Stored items

========================================

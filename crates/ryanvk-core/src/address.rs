//! Structured target addresses and the patterns that match them.
//!
//! An [`Address`] is an ordered chain of `(key, value)` segments such as
//! `land(qq).group(123).member(456)`. An [`AddressPattern`] is written in the
//! same dotted form; a segment without parentheses, or with `(*)`, matches any
//! value.

use std::fmt;

use crate::error::{OverloadError, OverloadResult};

/// The segment name that patterns may leave out.
const LAND: &str = "land";

/// An ordered chain of `(key, value)` segments identifying a chat target.
#[derive(Debug, Clone, Default, PartialEq, Eq, Hash)]
pub struct Address {
    segments: Vec<(String, String)>,
}

impl Address {
    /// Creates an empty address.
    pub fn new() -> Self {
        Self::default()
    }

    /// Returns this address with `key` set to `value`.
    ///
    /// An existing key keeps its position and only changes value.
    pub fn with(mut self, key: impl Into<String>, value: impl Into<String>) -> Self {
        let key = key.into();
        let value = value.into();
        match self.segments.iter_mut().find(|(k, _)| *k == key) {
            Some(slot) => slot.1 = value,
            None => self.segments.push((key, value)),
        }
        self
    }

    /// Value of the segment named `key`.
    pub fn get(&self, key: &str) -> Option<&str> {
        self.segments
            .iter()
            .find(|(k, _)| k == key)
            .map(|(_, v)| v.as_str())
    }

    /// The last segment, usually the most specific one.
    pub fn last(&self) -> Option<(&str, &str)> {
        self.segments.last().map(|(k, v)| (k.as_str(), v.as_str()))
    }

    /// Iterates over the segments in order.
    pub fn iter(&self) -> impl Iterator<Item = (&str, &str)> {
        self.segments.iter().map(|(k, v)| (k.as_str(), v.as_str()))
    }

    pub fn len(&self) -> usize {
        self.segments.len()
    }

    pub fn is_empty(&self) -> bool {
        self.segments.is_empty()
    }

    /// Segment keys joined by `.`, e.g. `land.group.member`.
    pub fn path(&self) -> String {
        self.segments
            .iter()
            .map(|(k, _)| k.as_str())
            .collect::<Vec<_>>()
            .join(".")
    }

    /// Parses `pattern` and checks whether this address matches it.
    pub fn follows(&self, pattern: &str) -> OverloadResult<bool> {
        Ok(AddressPattern::parse(pattern)?.matches(self))
    }
}

impl fmt::Display for Address {
    fn fmt(&self, f: &mut fmt::Formatter<'_>) -> fmt::Result {
        for (i, (k, v)) in self.segments.iter().enumerate() {
            if i > 0 {
                f.write_str(".")?;
            }
            write!(f, "{k}({v})")?;
        }
        Ok(())
    }
}

#[derive(Debug, Clone, PartialEq, Eq, Hash)]
struct PatternSegment {
    name: String,
    /// `None` matches any value.
    value: Option<String>,
}

/// A dotted address pattern such as `land(qq).group(*).member`.
///
/// Matching requires the address path to equal the pattern path exactly. The
/// `land` segment of the address is ignored unless the pattern names it.
#[derive(Debug, Clone, PartialEq, Eq, Hash)]
pub struct AddressPattern {
    segments: Vec<PatternSegment>,
}

impl AddressPattern {
    /// Parses a dotted pattern.
    ///
    /// Parentheses may nest; only the outermost pair delimits the value.
    pub fn parse(pattern: &str) -> OverloadResult<Self> {
        let invalid = |reason| OverloadError::InvalidPattern {
            pattern: pattern.to_owned(),
            reason,
        };

        let mut segments: Vec<PatternSegment> = Vec::new();
        let mut depth = 0usize;
        // a value bracket was closed in the current segment
        let mut closed = false;
        let mut name = String::new();
        let mut value = String::new();

        let mut push = |name: &mut String, value: &mut String| {
            if name.is_empty() {
                return Err(invalid("empty segment name"));
            }
            if segments.iter().any(|s| s.name == *name) {
                return Err(invalid("repeated segment"));
            }
            let taken = std::mem::take(value);
            segments.push(PatternSegment {
                name: std::mem::take(name),
                value: (!taken.is_empty() && taken != "*").then_some(taken),
            });
            Ok(())
        };

        for ch in pattern.chars() {
            match ch {
                '.' if depth == 0 => {
                    push(&mut name, &mut value)?;
                    closed = false;
                }
                _ if depth == 0 && closed => return Err(invalid("text after closing bracket")),
                '(' => {
                    if depth > 0 {
                        value.push(ch);
                    }
                    depth += 1;
                }
                ')' => {
                    if depth == 0 {
                        return Err(invalid("unmatched closing bracket"));
                    }
                    depth -= 1;
                    if depth > 0 {
                        value.push(ch);
                    } else {
                        closed = true;
                    }
                }
                _ if depth > 0 => value.push(ch),
                _ => name.push(ch),
            }
        }
        if depth > 0 {
            return Err(invalid("unclosed bracket"));
        }
        push(&mut name, &mut value)?;

        Ok(Self { segments })
    }

    /// Whether `address` follows this pattern.
    pub fn matches(&self, address: &Address) -> bool {
        let mentions_land = self.segments.iter().any(|s| s.name == LAND);
        let mut keys = address
            .iter()
            .filter(|(k, _)| mentions_land || *k != LAND)
            .map(|(k, _)| k);

        for segment in &self.segments {
            if keys.next() != Some(segment.name.as_str()) {
                return false;
            }
        }
        if keys.next().is_some() {
            return false;
        }

        self.segments.iter().all(|s| match &s.value {
            None => true,
            Some(expected) => address.get(&s.name) == Some(expected.as_str()),
        })
    }

    /// Number of segments pinned to a literal value.
    ///
    /// Overload buckets are searched from the most specific pattern down.
    pub fn specificity(&self) -> usize {
        self.segments.iter().filter(|s| s.value.is_some()).count()
    }
}

impl fmt::Display for AddressPattern {
    fn fmt(&self, f: &mut fmt::Formatter<'_>) -> fmt::Result {
        for (i, s) in self.segments.iter().enumerate() {
            if i > 0 {
                f.write_str(".")?;
            }
            match &s.value {
                Some(v) => write!(f, "{}({v})", s.name)?,
                None => write!(f, "{}(*)", s.name)?,
            }
        }
        Ok(())
    }
}

impl std::str::FromStr for AddressPattern {
    type Err = OverloadError;

    fn from_str(s: &str) -> Result<Self, Self::Err> {
        Self::parse(s)
    }
}

#[cfg(test)]
mod tests {
    use super::*;

    fn member() -> Address {
        Address::new()
            .with("land", "qq")
            .with("group", "123")
            .with("member", "456")
    }

    #[test]
    fn land_is_optional_unless_named() {
        let addr = member();
        assert!(addr.follows("group.member").unwrap());
        assert!(addr.follows("group(123).member(*)").unwrap());
        assert!(addr.follows("land(qq).group.member").unwrap());
        assert!(!addr.follows("land(telegram).group.member").unwrap());
    }

    #[test]
    fn path_must_match_exactly() {
        let addr = member();
        assert!(!addr.follows("group").unwrap());
        assert!(!addr.follows("group.member.extra").unwrap());
        assert!(!addr.follows("friend.member").unwrap());
        assert!(!addr.follows("group(999).member").unwrap());
    }

    #[test]
    fn nested_brackets_stay_in_value() {
        let addr = Address::new().with("file", "a(1).txt");
        assert!(addr.follows("file(a(1).txt)").unwrap());
    }

    #[test]
    fn malformed_patterns_are_rejected() {
        for bad in [
            "",
            "group(1",
            "group)1(",
            "group..member",
            ".group",
            "a.a",
            "group(1)member",
            "group(1)(2).member",
        ] {
            assert!(
                matches!(
                    AddressPattern::parse(bad),
                    Err(OverloadError::InvalidPattern { .. })
                ),
                "{bad} should be rejected"
            );
        }
    }

    #[test]
    fn trailing_text_after_value_is_named_in_the_error() {
        assert_eq!(
            AddressPattern::parse("group(1)member"),
            Err(OverloadError::InvalidPattern {
                pattern: "group(1)member".to_owned(),
                reason: "text after closing bracket",
            })
        );
        // the next segment may follow the bracket directly
        assert!(AddressPattern::parse("group(1).member(2)").is_ok());
    }

    #[test]
    fn specificity_counts_literals() {
        let p = AddressPattern::parse("land(qq).group(*).member(1)").unwrap();
        assert_eq!(p.specificity(), 2);
        assert_eq!(p.to_string(), "land(qq).group(*).member(1)");
    }

    #[test]
    fn with_keeps_position() {
        let addr = member().with("group", "789");
        assert_eq!(addr.path(), "land.group.member");
        assert_eq!(addr.get("group"), Some("789"));
        assert_eq!(addr.to_string(), "land(qq).group(789).member(456)");
        assert_eq!(addr.last(), Some(("member", "456")));
    }
}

========================================

◆ Directions
Restate verbatim the first line above and all lines after it through the line containing "Some(slot) => slot.1"; omit the rest.

◆ Task output
filename crates/ryanvk-core/src/address.rs
//! Structured target addresses and the patterns that match them.
//!
//! An [`Address`] is an ordered chain of `(key, value)` segments such as
//! `land(qq).group(123).member(456)`. An [`AddressPattern`] is written in the
//! same dotted form; a segment without parentheses, or with `(*)`, matches any
//! value.

use std::fmt;

use crate::error::{OverloadError, OverloadResult};

/// The segment name that patterns may leave out.
const LAND: &str = "land";

/// An ordered chain of `(key, value)` segments identifying a chat target.
#[derive(Debug, Clone, Default, PartialEq, Eq, Hash)]
pub struct Address {
    segments: Vec<(String, String)>,
}

impl Address {
    /// Creates an empty address.
    pub fn new() -> Self {
        Self::default()
    }

    /// Returns this address with `key` set to `value`.
    ///
    /// An existing key keeps its position and only changes value.
    pub fn with(mut self, key: impl Into<String>, value: impl Into<String>) -> Self {
        let key = key.into();
        let value = value.into();
        match self.segments.iter_mut().find(|(k, _)| *k == key) {
            Some(slot) => slot.1 = value,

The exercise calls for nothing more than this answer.